German bond prices gained and yields on the benchmark 10-year Bund, viewed as the euro zone’s safest debt, hit a record low of 1.628 percent.

The previous record was set in November last year at the height of the debt crisis, just before the ECB injected around 1 trillion euros of cheap three-year funds into the region’s banking system.

Italian 10-year yields were up five basis points at 5.6 percent on Monday due to contagion fears from Spain. That compared with the peak of 7.3 percent last November.

EQUITIES CONSOLIDATE

European equity markets were mostly higher in Monday trading, after seeing sharp falls last week when the concerns over Spain first resurfaced.

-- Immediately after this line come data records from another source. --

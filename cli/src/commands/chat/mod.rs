//! # SoftSell Chat Command Group
//!
//! File: cli/src/commands/chat/mod.rs
//!
//! ## Overview
//!
//! Terminal front end for the support chat widget:
//!
//! ```bash
//! # One question, one answer
//! softsell chat ask "How do I get paid?"
//!
//! # Interactive conversation with the typing delay
//! softsell chat session
//!
//! # Show the keyword knowledge base in precedence order
//! softsell chat rules
//! ```
//!
use crate::core::config::Config;
use crate::core::error::Result;
use clap::{Parser, Subcommand};

/// Implements `softsell chat ask`.
mod ask;
/// Implements `softsell chat rules`.
mod rules;
/// Implements `softsell chat session`.
mod session;

#[derive(Parser, Debug)]
pub struct ChatArgs {
    #[command(subcommand)]
    command: ChatCommand,
}

#[derive(Subcommand, Debug)]
enum ChatCommand {
    /// Answer a single question and exit.
    Ask(ask::AskArgs),
    /// Start an interactive chat on stdin/stdout.
    Session(session::SessionArgs),
    /// List the keyword rules in the order they are tried.
    Rules(rules::RulesArgs),
}

/// Dispatches `softsell chat <subcommand>`.
pub async fn handle_chat(args: ChatArgs, config: &Config) -> Result<()> {
    match args.command {
        ChatCommand::Ask(args) => ask::handle_ask(args, config)?,
        ChatCommand::Session(args) => session::handle_session(args, config).await?,
        ChatCommand::Rules(args) => rules::handle_rules(args, config)?,
    }
    Ok(())
}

The FTSE Eurofirst index of top European shares was up 0.75 points 1,035.57 after closing 1.6 percent lower on Friday, to post its fourth straight weekly loss. Spain IBEX 35 Index was down 0.26 percent at 7231.40.

The MSCI global equity index was around 0.15 percent lower after a selloff in Asia linked to disappointing China growth data, which had also sent U.S. shares down sharply on Friday.

China doubled the size of the yuan’s permitted trading band over the weekend, a key reform in the process of liberalising nascent financial markets, but it had little impact.

Oil and metals prices were suffering from the worries about Spain, but were also hit by signs of slowing demand from China and fears U.S consumers were being hurt by high gasoline prices.

The dollar index against a basket of other currencies was up 0.22 percent on Monday.

The dollar’s strength also makes commodities more expensive for consumers using other currencies.

"Across the board, from equities to commodities, the sentiment is risk off," Michael Poulsen, an oil analyst at Global Risk Management said.

Front-month Brent crude slipped $1.25 to $119.96 a barrel while U.S. crude oil was down 32 cents to $102.51 a barrel.

Spot gold fell 0.7 percent to $1,647.81 an ounce, off an earlier low of $1,640.64.